Una actividad de ese tipo es, al fin y al cabo, de pronunciar un prólogo sin haberlo escrito, de introducir al lector al mundo de ficción que se le presenta o que se le propone. Es algo parecido al “material extra” que viene en las películas de DVD, al “cómo se hizo”, a los finales que se grabaron pero por los que finalmente el equipo de producción no se decantó: como los prólogos, constituyen material audiovisual que apenas se ve.

Hay tantas historias bellas escritas o por escribirse, tantos lugares que visitar, tanto cuadros que contemplar, tantas músicas por escuchar, tanta gente a la que conocer o que merecería la pena haber conocido, que quizá necesitemos de más prologuistas que nos resuman y nos expliquen todo aquello que merece ser conocido y que no cabe en nuestra corta vida.

Como no podemos vivir más y vivimos solamente en un canal (no tenemos paralelismo, apenas podemos hacer dos cosas a la vez: los varones al menos, es bien sabido) que avanza hacia delante sin que pueda, aunque a veces lo lamentemos, retrocederse, precisamos quizás de resúmenes que nos expliquen lo bonito de las cosas: fotografías o vídeos de los lugares a los que no nos dará a tiempo a ir y de los cuadros o esculturas que nunca veremos, biografías de personajes que murieron pero a los que deberíamos haber conocido, buenas sinopsis de los libros que no podremos leer, discos que nos recopilen las mejores arias de ópera o las mejores canciones de pop, buenos amigos que nos descubran las cosas que los hacen felices.

Tenemos una sola vida, pero quizás con los prólogos podamos jugar a que tenemos muchas, a exprimir un poco más esa sola que se nos concede.

sábado, 8 de enero de 2011

Ítaca

Dependiendo del día o de la circunstancia, uno puede encontrar consuelo en cosas u objetos muy distintos, o en muy diversas experiencias o situaciones, textos, películas, conversaciones.
Por lo hermoso que es y por lo bien que viene a veces, copio y pego el poema Ítaca, del poeta griego Konstantínos Kaváfis.
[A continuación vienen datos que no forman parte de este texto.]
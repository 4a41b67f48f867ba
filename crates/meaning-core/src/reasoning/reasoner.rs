//! Forward-chaining reasoner over the working context.
//!
//! Each pass reads the context as it stood when the pass began, collects every rule
//! conclusion and world-model supertype that is not yet true, then asserts them all.
//! The loop stops at a fixed point or at the pass cap.

use crate::error::MeaningError;
use crate::knowledge::rulebase::Rulebase;
use crate::knowledge::world_model::WorldModel;
use crate::reasoning::logic::Context;
use crate::registry::Registry;
use crate::vector::FeatureVector;
use serde::Serialize;
use std::collections::BTreeSet;
use tracing::{debug, warn};

/// Trace source for facts asserted through `is_a` closure.
pub const WORLD_MODEL_SOURCE: &str = "world_model";

/// One asserted fact and what produced it.
#[derive(Debug, Clone, PartialEq, Eq, Serialize)]
pub struct TraceEntry {
    pub pass: usize,
    pub source: String,
    pub fact: String,
}

#[derive(Debug, Clone, PartialEq, Serialize)]
pub struct ReasoningOutcome {
    pub context: Context,
    pub trace: Vec<TraceEntry>,
    pub passes: usize,
    pub limit_exceeded: bool,
}

impl ReasoningOutcome {
    /// Concepts asserted true, sorted.
    pub fn true_facts(&self) -> BTreeSet<String> {
        self.context
            .iter()
            .filter(|(_, v)| **v)
            .map(|(k, _)| k.clone())
            .collect()
    }

    pub fn warning(&self) -> Option<MeaningError> {
        self.limit_exceeded
            .then_some(MeaningError::ReasoningLimitExceeded {
                passes: self.passes,
            })
    }

    /// Raise every inferred fact that names a registry dimension to 1.0 when its slot is
    /// still exactly 0.0. Returns the slots that changed.
    pub fn apply_to_vector(&self, registry: &Registry, vector: &mut FeatureVector) -> Vec<usize> {
        let mut changed = Vec::new();
        for entry in &self.trace {
            for idx in registry.indices_of(&entry.fact) {
                if vector.assert_additive(idx) {
                    changed.push(idx);
                }
            }
        }
        changed
    }
}

#[derive(Debug, Clone)]
pub struct SymbolicReasoner {
    activation_threshold: f64,
    max_passes: usize,
    min_rule_confidence: f64,
}

impl Default for SymbolicReasoner {
    fn default() -> Self {
        Self::new(0.5, 50)
    }
}

impl SymbolicReasoner {
    pub fn new(activation_threshold: f64, max_passes: usize) -> Self {
        Self {
            activation_threshold,
            max_passes: max_passes.max(1),
            min_rule_confidence: 0.0,
        }
    }

    pub fn with_min_rule_confidence(mut self, min: f64) -> Self {
        self.min_rule_confidence = min;
        self
    }

    pub fn activation_threshold(&self) -> f64 {
        self.activation_threshold
    }

    /// Boolean projection of the vector: `value > threshold`. A repeated id is true if any
    /// of its slots is active.
    pub fn project(&self, vector: &FeatureVector, registry: &Registry) -> Context {
        let mut context = Context::new();
        for (dim, value) in registry.iter().zip(vector.values()) {
            let active = *value > self.activation_threshold;
            let slot = context.entry(dim.id.clone()).or_insert(false);
            *slot = *slot || active;
        }
        context
    }

    pub fn reason(
        &self,
        vector: &FeatureVector,
        registry: &Registry,
        rulebase: &Rulebase,
        world_model: &dyn WorldModel,
    ) -> ReasoningOutcome {
        self.reason_context(self.project(vector, registry), rulebase, world_model)
    }

    /// Run forward chaining from an arbitrary starting context.
    pub fn reason_context(
        &self,
        mut context: Context,
        rulebase: &Rulebase,
        world_model: &dyn WorldModel,
    ) -> ReasoningOutcome {
        let mut trace = Vec::new();

        for pass in 1..=self.max_passes {
            let new_facts = self.single_pass(pass, &context, rulebase, world_model);
            if new_facts.is_empty() {
                debug!(target: "meaning::reasoner", passes = pass, facts = trace.len(), "Reached fixed point");
                return ReasoningOutcome {
                    context,
                    trace,
                    passes: pass,
                    limit_exceeded: false,
                };
            }
            for entry in new_facts {
                context.insert(entry.fact.clone(), true);
                trace.push(entry);
            }
        }

        warn!(
            target: "meaning::reasoner",
            passes = self.max_passes,
            facts = trace.len(),
            "Reasoning pass cap reached before fixed point"
        );
        ReasoningOutcome {
            context,
            trace,
            passes: self.max_passes,
            limit_exceeded: true,
        }
    }

    fn single_pass(
        &self,
        pass: usize,
        snapshot: &Context,
        rulebase: &Rulebase,
        world_model: &dyn WorldModel,
    ) -> Vec<TraceEntry> {
        let holds = |id: &str| snapshot.get(id).copied().unwrap_or(false);
        let mut asserted: BTreeSet<&str> = BTreeSet::new();
        let mut out = Vec::new();

        for rule in rulebase.rules() {
            if rule.confidence.unwrap_or(1.0) < self.min_rule_confidence {
                continue;
            }
            if holds(&rule.conclusion) || !rule.triggers.iter().all(|t| holds(t)) {
                continue;
            }
            if asserted.insert(rule.conclusion.as_str()) {
                out.push(TraceEntry {
                    pass,
                    source: rule.label(),
                    fact: rule.conclusion.clone(),
                });
            }
        }

        let mut supertype_facts = Vec::new();
        for (concept, _) in snapshot.iter().filter(|(_, v)| **v) {
            for sup in world_model.get_all_supertypes(concept) {
                if !holds(&sup) && !asserted.contains(sup.as_str()) {
                    supertype_facts.push(sup);
                }
            }
        }
        let mut seen = BTreeSet::new();
        for sup in supertype_facts {
            if seen.insert(sup.clone()) {
                out.push(TraceEntry {
                    pass,
                    source: WORLD_MODEL_SOURCE.to_string(),
                    fact: sup,
                });
            }
        }
        out
    }
}

#[cfg(test)]
mod tests {
    use super::*;
    use crate::knowledge::rulebase::Rule;
    use crate::knowledge::world_model::ConceptGraph;
    use crate::registry::DimensionDef;

    fn ctx(ids: &[&str]) -> Context {
        ids.iter().map(|i| (i.to_string(), true)).collect()
    }

    #[test]
    fn chains_rules_across_passes() {
        let rb = Rulebase::new(vec![
            Rule::new(&["is_mammal"], "is_animal"),
            Rule::new(&["is_dog"], "is_mammal"),
        ]);
        let out = SymbolicReasoner::default().reason_context(ctx(&["is_dog"]), &rb, &ConceptGraph::new());
        assert_eq!(
            out.true_facts().into_iter().collect::<Vec<_>>(),
            vec!["is_animal", "is_dog", "is_mammal"]
        );
        assert_eq!(out.trace[0].fact, "is_mammal");
        assert_eq!(out.trace[0].pass, 1);
        assert_eq!(out.trace[1].fact, "is_animal");
        assert_eq!(out.trace[1].pass, 2);
        assert_eq!(out.passes, 3);
        assert!(!out.limit_exceeded);
        assert!(out.warning().is_none());
    }

    #[test]
    fn conjunctive_trigger_needs_all() {
        let rb = Rulebase::new(vec![Rule::new(&["has_fur", "barks"], "is_dog")]);
        let r = SymbolicReasoner::default();
        let partial = r.reason_context(ctx(&["has_fur"]), &rb, &ConceptGraph::new());
        assert!(!partial.true_facts().contains("is_dog"));
        let full = r.reason_context(ctx(&["has_fur", "barks"]), &rb, &ConceptGraph::new());
        assert!(full.true_facts().contains("is_dog"));
    }

    #[test]
    fn world_model_supertypes_are_asserted_in_order() {
        let mut g = ConceptGraph::new();
        g.add_is_a("dog", "mammal");
        g.add_is_a("mammal", "animal");
        g.add_is_a("cat", "mammal");
        let out = SymbolicReasoner::default().reason_context(ctx(&["cat", "dog"]), &Rulebase::empty(), &g);
        let facts: Vec<_> = out.trace.iter().map(|t| t.fact.as_str()).collect();
        assert_eq!(facts, vec!["animal", "mammal"]);
        assert!(out.trace.iter().all(|t| t.source == WORLD_MODEL_SOURCE));
    }

    #[test]
    fn cap_stops_long_chains() {
        let rules = (0..10)
            .map(|i| Rule::new(&[&format!("c{}", i)], &format!("c{}", i + 1)))
            .collect();
        let rb = Rulebase::new(rules);
        let out = SymbolicReasoner::new(0.5, 3).reason_context(ctx(&["c0"]), &rb, &ConceptGraph::new());
        assert!(out.limit_exceeded);
        assert_eq!(out.passes, 3);
        assert_eq!(out.trace.len(), 3);
        assert!(matches!(
            out.warning(),
            Some(MeaningError::ReasoningLimitExceeded { passes: 3 })
        ));
    }

    #[test]
    fn cyclic_rulebase_terminates() {
        let rb = Rulebase::new(vec![Rule::new(&["a"], "b"), Rule::new(&["b"], "a")]);
        let out = SymbolicReasoner::default().reason_context(ctx(&["a"]), &rb, &ConceptGraph::new());
        assert!(!out.limit_exceeded);
        assert_eq!(out.true_facts().len(), 2);
    }

    #[test]
    fn low_confidence_rules_never_fire() {
        let rb = Rulebase::new(vec![Rule::new(&["a"], "b").with_confidence(0.2)]);
        let out = SymbolicReasoner::default()
            .with_min_rule_confidence(0.5)
            .reason_context(ctx(&["a"]), &rb, &ConceptGraph::new());
        assert!(out.trace.is_empty());
    }

    #[test]
    fn projection_and_additive_vector_update() {
        let reg = Registry::from_dimensions(vec![
            DimensionDef::new("is_dog"),
            DimensionDef::new("is_animal"),
            DimensionDef::new("is_pet"),
        ])
        .unwrap();
        let rb = Rulebase::new(vec![
            Rule::new(&["is_dog"], "is_animal"),
            Rule::new(&["is_dog"], "is_pet"),
        ]);
        let mut v = FeatureVector::from_values(vec![0.9, 0.0, 0.3]);
        let out = SymbolicReasoner::default().reason(&v, &reg, &rb, &ConceptGraph::new());
        let changed = out.apply_to_vector(&reg, &mut v);
        assert_eq!(changed, vec![1]);
        assert_eq!(v.values(), &[0.9, 1.0, 0.3]);
    }
}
Tiene muchas lecturas; yo hoy le he dado la que me interesa:


Cuando emprendas tu viaje hacia Ítaca debes rogar que el viaje sea largo, 
lleno de peripecias, lleno de experiencias.

No has de temer ni a los lestrigones ni a los cíclopes, ni la cólera del airado Poseidón. 
Nunca tales monstruos hallarás en tu ruta si tu pensamiento es elevado,
si una exquisita emoción penetra en tu alma y en tu cuerpo. 
Los lestrigones y los cíclopes y el feroz Poseidón no podrán encontrarte si tú no los llevas ya dentro, 
en tu alma, si tu alma no los conjura ante ti.

Debes rogar que el viaje sea largo, que sean muchos los días de verano; 
que te vean arribar con gozo, alegremente, a puertos que tú antes ignorabas. 
Que puedas detenerte en los mercados de Fenicia, y comprar unas bellas mercancías: 
madreperlas, coral, ébano, y ámbar, y perfumes placenteros de mil clases. 
Acude a muchas ciudades del Egipto para aprender, y aprender de quienes saben.

Conserva siempre en tu alma la idea de Ítaca: llegar allí, he aquí tu destino. 
Mas no hagas con prisas tu camino; mejor será que dure muchos años, 
y que llegues, ya viejo, a la pequeña isla, rico de cuanto habrás ganado en el camino.

No has de esperar que Ítaca te enriquezca: Ítaca te ha concedido ya un hermoso viaje. 
Sin ella, jamás habrías partido; mas no tiene otra cosa que ofrecerte. 
Y si la encuentras pobre, Ítaca no te ha engañado. 
Y siendo ya tan viejo, con tanta experiencia, sin duda sabrás ya qué significan las Ítacas.